Peter Kleinow was by trade a stop-frame animator who’d worked on such kids’ TV favourites as
Gumby
and
Davey & Goliath,
but his talent as a musician made him more than a peripheral figure in the ‘Bakersfield Sound’ of the mid-sixties. He’d become acquainted with The Byrds - in particular Chris Hillman and Gram Parsons, the latter having tried to coax the previously guitar-oriented folk/rock act toward a distinctly more country leaning. Kleinow’s virtuosity on pedal steel helped authenticate the sound, and the pair encouraged Kleinow to join their Flying Burrito Brothers project in 1968, once it had become apparent that the remaining Byrds weren’t up for such a departure in style. This - plus his increased demand as a session man -enabled Kleinow to give up animation for the next dozen years.

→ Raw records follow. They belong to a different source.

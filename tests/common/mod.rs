//! Shared utilities for integration testing: an in-memory node and a
//! scripted JSON-RPC server.

#![allow(dead_code)]

pub mod rpc_node;

use std::collections::HashMap;
use std::sync::Mutex;

use alloy::primitives::{Address, Bytes, TxHash, U256};
use token_transfer::blockchain::erc20;
use token_transfer::blockchain::rpc::{method, CallRequest, RpcTransport};
use token_transfer::blockchain::{Receipt, ReceiptStatus, RpcError, SignedTransaction};

/// Anvil's first two dev accounts.
pub const KEY_0: &str = "ac0974bec39a17e36ba4a6b4d238ff944bacb478cbed5efcae784d7bf4f2ff80";
pub const ADDRESS_0: &str = "0xf39Fd6e51aad88F6F4ce6aB8827279cffFb92266";
pub const KEY_1: &str = "59c6995e998f97a5a0044966f0945389dc9e86dae88c7a8412f4603b6b78690d";
pub const ADDRESS_1: &str = "0x70997970C51812dc3A010C7d01b50e0d17dc79C8";

pub const TOKEN: &str = "0x5FbDB2315678afecb367f032d93F642f64180aa3";
pub const RECIPIENT: &str = "0x3C44CdDdB6a900fa2b585dd299e03d12FA4293BC";

#[derive(Default)]
struct NodeState {
    nonces: HashMap<Address, u64>,
    balances: HashMap<Address, U256>,
    /// Receipt polls seen per submitted transaction.
    polls: HashMap<TxHash, u32>,
    calls: Vec<&'static str>,
    sent: Vec<Bytes>,
}

/// A node that tracks nonces and token balances, validates raw
/// transactions and mines them after a fixed number of receipt polls.
pub struct FakeNode {
    state: Mutex<NodeState>,
    gas_price: U256,
    gas_estimate: U256,
    /// `None` never mines.
    polls_until_mined: Option<u32>,
    mined_status: ReceiptStatus,
}

impl FakeNode {
    pub fn new() -> Self {
        Self {
            state: Mutex::new(NodeState::default()),
            gas_price: U256::from(20),
            gas_estimate: U256::from(60_000),
            polls_until_mined: Some(1),
            mined_status: ReceiptStatus::Success,
        }
    }

    pub fn with_nonce(self, account: &str, nonce: u64) -> Self {
        self.state.lock().unwrap().nonces.insert(account.parse().unwrap(), nonce);
        self
    }

    pub fn with_balance(self, account: &str, balance: u64) -> Self {
        self.state
            .lock()
            .unwrap()
            .balances
            .insert(account.parse().unwrap(), U256::from(balance));
        self
    }

    pub fn with_gas_price(mut self, gas_price: u64) -> Self {
        self.gas_price = U256::from(gas_price);
        self
    }

    pub fn with_gas_estimate(mut self, gas: u64) -> Self {
        self.gas_estimate = U256::from(gas);
        self
    }

    pub fn mined_after(mut self, polls: u32) -> Self {
        self.polls_until_mined = Some(polls);
        self
    }

    pub fn never_mines(mut self) -> Self {
        self.polls_until_mined = None;
        self
    }

    pub fn reverts_on_chain(mut self) -> Self {
        self.mined_status = ReceiptStatus::Failure;
        self
    }

    /// RPC methods called so far, in order.
    pub fn calls(&self) -> Vec<&'static str> {
        self.state.lock().unwrap().calls.clone()
    }

    /// Raw transactions accepted so far.
    pub fn sent(&self) -> Vec<Bytes> {
        self.state.lock().unwrap().sent.clone()
    }

    pub fn balance_of(&self, account: &str) -> U256 {
        let account: Address = account.parse().unwrap();
        self.state
            .lock()
            .unwrap()
            .balances
            .get(&account)
            .copied()
            .unwrap_or_default()
    }

    fn record(&self, call: &'static str) {
        self.state.lock().unwrap().calls.push(call);
    }
}

fn revert(message: &str) -> RpcError {
    RpcError::Rejected {
        code: 3,
        message: format!("execution reverted: {message}"),
    }
}

#[async_trait::async_trait]
impl RpcTransport for FakeNode {
    async fn get_transaction_count(&self, address: Address) -> Result<u64, RpcError> {
        self.record(method::GET_TRANSACTION_COUNT);
        Ok(self.state.lock().unwrap().nonces.get(&address).copied().unwrap_or(0))
    }

    async fn get_gas_price(&self) -> Result<U256, RpcError> {
        self.record(method::GAS_PRICE);
        Ok(self.gas_price)
    }

    async fn estimate_gas(&self, call: CallRequest) -> Result<U256, RpcError> {
        self.record(method::ESTIMATE_GAS);
        let (_, amount) = erc20::decode_transfer(&call.input).ok_or_else(|| revert("bad calldata"))?;
        let balance = self
            .state
            .lock()
            .unwrap()
            .balances
            .get(&call.from)
            .copied()
            .unwrap_or_default();
        if balance < amount {
            return Err(revert("ERC20: transfer amount exceeds balance"));
        }
        Ok(self.gas_estimate)
    }

    async fn send_raw_transaction(&self, raw: Bytes) -> Result<TxHash, RpcError> {
        self.record(method::SEND_RAW_TRANSACTION);
        let decoded = SignedTransaction::decode(&raw).map_err(|e| RpcError::Rejected {
            code: -32602,
            message: e.to_string(),
        })?;
        let tx = decoded.unsigned;

        let mut state = self.state.lock().unwrap();
        if state.sent.contains(&raw) {
            return Err(RpcError::Rejected {
                code: -32000,
                message: "already known".into(),
            });
        }
        let expected = state.nonces.get(&tx.sender).copied().unwrap_or(0);
        if tx.nonce < expected {
            return Err(RpcError::Rejected {
                code: -32000,
                message: "nonce too low".into(),
            });
        }
        state.nonces.insert(tx.sender, tx.nonce + 1);

        if let Some((to, amount)) = erc20::decode_transfer(&tx.payload) {
            let from_balance = state.balances.entry(tx.sender).or_default();
            *from_balance -= amount;
            *state.balances.entry(to).or_default() += amount;
        }

        state.polls.insert(decoded.hash, 0);
        state.sent.push(raw);
        Ok(decoded.hash)
    }

    async fn get_transaction_receipt(&self, tx_hash: TxHash) -> Result<Option<Receipt>, RpcError> {
        self.record(method::GET_TRANSACTION_RECEIPT);
        let mut state = self.state.lock().unwrap();
        let Some(polls) = state.polls.get_mut(&tx_hash) else {
            return Ok(None);
        };
        *polls += 1;

        match self.polls_until_mined {
            Some(needed) if *polls >= needed => Ok(Some(Receipt {
                tx_hash,
                status: self.mined_status,
                block_number: Some(1),
                block_hash: None,
                gas_used: 51_000,
            })),
            _ => Ok(None),
        }
    }
}
//! LLM 모듈 - Gemini generateContent 호출
//!
//! self-query 플래너와 답변 체인이 사용하는 텍스트 생성 인터페이스입니다.

use anyhow::Result;
use async_trait::async_trait;
use serde::{Deserialize, Serialize};

use crate::gemini::GeminiClient;

/// 기본 생성 모델
pub const DEFAULT_MODEL: &str = "gemini-2.5-flash";

// ============================================================================
// ChatModel Trait
// ============================================================================

/// 텍스트 생성 모델 트레이트
#[async_trait]
pub trait ChatModel: Send + Sync {
    /// 프롬프트에 대한 응답 텍스트 생성
    async fn generate(&self, prompt: &str) -> Result<String>;

    /// 모델 이름
    fn name(&self) -> &str;
}

// ============================================================================
// Gemini
// ============================================================================

/// Gemini 생성 모델
#[derive(Debug, Clone)]
pub struct GeminiChat {
    client: GeminiClient,
    model: String,
    temperature: f32,
    max_output_tokens: u32,
}

impl GeminiChat {
    pub fn new(client: GeminiClient, model: &str) -> Self {
        Self {
            client,
            model: model.strip_prefix("models/").unwrap_or(model).to_string(),
            temperature: 0.0,
            max_output_tokens: 8192,
        }
    }
}

#[async_trait]
impl ChatModel for GeminiChat {
    async fn generate(&self, prompt: &str) -> Result<String> {
        let request = GenerateRequest {
            contents: vec![Content {
                role: "user",
                parts: vec![RequestPart {
                    text: prompt.to_string(),
                }],
            }],
            generation_config: GenerationConfig {
                temperature: self.temperature,
                max_output_tokens: self.max_output_tokens,
            },
        };

        let response: GenerateResponse = self
            .client
            .call(&self.model, "generateContent", &request)
            .await?;

        // 첫 후보의 텍스트 파트 연결
        let text = response
            .candidates
            .into_iter()
            .next()
            .and_then(|c| c.content)
            .map(|content| {
                content
                    .parts
                    .into_iter()
                    .filter_map(|p| p.text)
                    .collect::<Vec<_>>()
                    .join("")
            })
            .unwrap_or_default();

        if text.is_empty() {
            tracing::warn!("{} returned an empty response", self.model);
        }

        Ok(text)
    }

    fn name(&self) -> &str {
        &self.model
    }
}

// ============================================================================
// API Types
// ============================================================================

#[derive(Debug, Serialize)]
struct GenerateRequest {
    contents: Vec<Content>,
    #[serde(rename = "generationConfig")]
    generation_config: GenerationConfig,
}

#[derive(Debug, Serialize)]
struct Content {
    role: &'static str,
    parts: Vec<RequestPart>,
}

#[derive(Debug, Serialize)]
struct RequestPart {
    text: String,
}

#[derive(Debug, Serialize)]
struct GenerationConfig {
    temperature: f32,
    #[serde(rename = "maxOutputTokens")]
    max_output_tokens: u32,
}

#[derive(Debug, Deserialize)]
struct GenerateResponse {
    #[serde(default)]
    candidates: Vec<Candidate>,
}

#[derive(Debug, Deserialize)]
struct Candidate {
    content: Option<CandidateContent>,
}

#[derive(Debug, Deserialize)]
struct CandidateContent {
    #[serde(default)]
    parts: Vec<ResponsePart>,
}

#[derive(Debug, Deserialize)]
struct ResponsePart {
    text: Option<String>,
}

// ============================================================================
// Tests
// ============================================================================
//! Document Builder
//!
//! 상품/리뷰 레코드를 인덱싱 문서로 변환합니다.
//! 레코드 하나의 결함은 해당 필드만 생략하며, 배치 전체를 실패시키지 않습니다.

use std::collections::HashMap;

use serde_json::Value;

use super::coerce::{parse_float, parse_int};
use super::{Document, DocumentKind, Metadata, MetadataValue};
use crate::backend::{is_truthy, ProductRecord, ReviewRecord};

const MISSING: &str = "N/A";
const UNKNOWN_PRODUCT: &str = "produit";
const ANONYMOUS: &str = "Anonyme";
const VERIFIED_MARKER: &str = " (Achat vérifié)";

// ============================================================================
// Build Output
// ============================================================================

/// 빌드 결과
#[derive(Debug, Clone, Default)]
pub struct BuiltDocuments {
    pub documents: Vec<Document>,
    pub product_count: usize,
    pub review_count: usize,
}

/// 상품/리뷰 전체를 문서로 변환
pub fn build_documents(products: &[ProductRecord], reviews: &[ReviewRecord]) -> BuiltDocuments {
    let mut documents: Vec<Document> = products.iter().map(product_document).collect();
    let product_count = documents.len();

    let names = ProductNames::from_products(products);
    documents.extend(reviews.iter().filter_map(|r| review_document(r, &names)));
    let review_count = documents.len() - product_count;

    tracing::info!(
        "Built {} documents ({} products + {} reviews)",
        documents.len(),
        product_count,
        review_count
    );

    BuiltDocuments {
        documents,
        product_count,
        review_count,
    }
}

// ============================================================================
// Products
// ============================================================================

/// 상품 문서 생성
pub fn product_document(product: &ProductRecord) -> Document {
    let mut lines = vec![
        format!("Produit : {}", display_or_missing(&product.name)),
        format!("Prix : {} dirhams", display_or_missing(&product.price)),
        format!("Description : {}", display_or_missing(&product.description)),
    ];

    let optional: [(&Option<Value>, &str, &str); 6] = [
        (&product.brand, "Marque : ", ""),
        (&product.origin, "Origine : ", ""),
        (&product.roast_level, "Torréfaction : ", ""),
        (&product.tasting_notes, "Notes de dégustation : ", ""),
        (&product.quantity, "Stock : ", " unités"),
        (&product.average_rating, "Note moyenne : ", "/5"),
    ];
    for (field, prefix, suffix) in optional {
        if let Some(value) = truthy(field) {
            lines.push(format!("{}{}{}", prefix, display_value(value), suffix));
        }
    }

    let mut metadata = Metadata::new();
    metadata.insert("type".to_string(), DocumentKind::Product.as_str().into());
    insert_json(&mut metadata, "id", &product.id);
    insert_json(&mut metadata, "name", &product.name);

    if let Some(price) = product.price.as_ref().and_then(parse_float) {
        metadata.insert("price".to_string(), MetadataValue::Float(price));
    }
    if let Some(rating) = product.average_rating.as_ref().and_then(parse_float) {
        metadata.insert("averageRating".to_string(), MetadataValue::Float(rating));
    }

    for (key, field) in [
        ("category", &product.category),
        ("brand", &product.brand),
        ("origin", &product.origin),
    ] {
        if let Some(value) = truthy(field).and_then(MetadataValue::from_json) {
            metadata.insert(key.to_string(), value);
        }
    }

    Document {
        text: lines.join("\n"),
        metadata,
    }
}

// ============================================================================
// Reviews
// ============================================================================

/// 상품 ID -> 상품명 매핑
///
/// 리뷰마다 상품 목록을 훑지 않도록 한 번만 구성합니다.
#[derive(Debug, Clone, Default)]
pub struct ProductNames {
    names: HashMap<IdKey, String>,
}

impl ProductNames {
    pub fn from_products(products: &[ProductRecord]) -> Self {
        let mut names = HashMap::with_capacity(products.len());

        for product in products {
            let Some(key) = product.id.as_ref().and_then(IdKey::from_json) else {
                continue;
            };
            let name = match &product.name {
                Some(value) => display_value(value),
                None => UNKNOWN_PRODUCT.to_string(),
            };
            // 중복 ID는 먼저 나온 상품 우선
            names.entry(key).or_insert(name);
        }

        Self { names }
    }

    /// 상품명 조회 (없으면 "produit")
    pub fn resolve(&self, product_id: Option<&Value>) -> &str {
        product_id
            .and_then(IdKey::from_json)
            .and_then(|key| self.names.get(&key))
            .map(String::as_str)
            .unwrap_or(UNKNOWN_PRODUCT)
    }

    pub fn len(&self) -> usize {
        self.names.len()
    }

    pub fn is_empty(&self) -> bool {
        self.names.is_empty()
    }
}

/// 리뷰 문서 생성 (인덱싱 대상이 아니면 None)
pub fn review_document(review: &ReviewRecord, names: &ProductNames) -> Option<Document> {
    if !review.is_indexable() {
        return None;
    }

    let product_name = names.resolve(review.product_id.as_ref());
    let customer_name = match &review.customer_name {
        Some(value) => display_value(value),
        None => ANONYMOUS.to_string(),
    };
    let comment = review.comment.as_ref().map(display_value).unwrap_or_default();

    let mut text = format!(
        "Avis sur {} : Note {}/5 - {} - Client : {}",
        product_name,
        display_or_missing(&review.rating),
        comment,
        customer_name
    );
    if review.is_verified.as_ref().is_some_and(is_truthy) {
        text.push_str(VERIFIED_MARKER);
    }

    let mut metadata = Metadata::new();
    metadata.insert("type".to_string(), DocumentKind::Review.as_str().into());
    insert_json(&mut metadata, "productId", &review.product_id);
    metadata.insert("productName".to_string(), product_name.into());
    metadata.insert("customerName".to_string(), customer_name.into());

    if let Some(rating) = review.rating.as_ref().and_then(parse_int) {
        metadata.insert("rating".to_string(), MetadataValue::Int(rating));
    }

    Some(Document { text, metadata })
}

// ============================================================================
// Helpers
// ============================================================================

/// ID 비교 키 (1 == 1.0, 숫자와 문자열은 구분)
#[derive(Debug, Clone, PartialEq, Eq, Hash)]
enum IdKey {
    Int(i64),
    Float(u64),
    Text(String),
}

impl IdKey {
    fn from_json(value: &Value) -> Option<Self> {
        match value {
            Value::Number(n) => {
                if let Some(i) = n.as_i64() {
                    return Some(IdKey::Int(i));
                }
                let f = n.as_f64()?;
                if f.fract() == 0.0 && f.abs() < i64::MAX as f64 {
                    Some(IdKey::Int(f as i64))
                } else {
                    Some(IdKey::Float(f.to_bits()))
                }
            }
            Value::String(s) => Some(IdKey::Text(s.clone())),
            _ => None,
        }
    }
}

fn truthy(field: &Option<Value>) -> Option<&Value> {
    field.as_ref().filter(|v| is_truthy(v))
}

fn insert_json(metadata: &mut Metadata, key: &str, field: &Option<Value>) {
    if let Some(value) = field.as_ref().and_then(MetadataValue::from_json) {
        metadata.insert(key.to_string(), value);
    }
}

fn display_or_missing(field: &Option<Value>) -> String {
    match field {
        Some(value) if !value.is_null() => display_value(value),
        _ => MISSING.to_string(),
    }
}

/// 텍스트 조립용 값 표현 (문자열은 따옴표 없이)
fn display_value(value: &Value) -> String {
    match value {
        Value::String(s) => s.clone(),
        Value::Null => MISSING.to_string(),
        other => other.to_string(),
    }
}

// ============================================================================
// Tests
// ============================================================================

His unique stylings can be heard on the Burritos’ albums
Gilded Palace of Sin
(1969),
Burrito Deluxe
(1970) and
The Flying Burrito Brothers
(1971) - though by the last of these, Parsons had left for the turbulent solo career that was to precede his premature death (
September 1973).

After leaving The Burritos in 1971, Kleinow’s distinctive pedal steel was featured prominently in the work of Frank Zappa, Joan Baez, Leonard Cohen, The Bee Gees, Joni Mitchell, The Everly Brothers, Neil Sedaka, Gladys Knight, Jackson Browne, Fleetwood Mac … the musician himself must have struggled to keep up with his own credits. Nevertheless, Sneaky Pete managed to issue a couple of records of his own, the excellent
Cold Steel
(1974) and its eponymous follow-up (1979).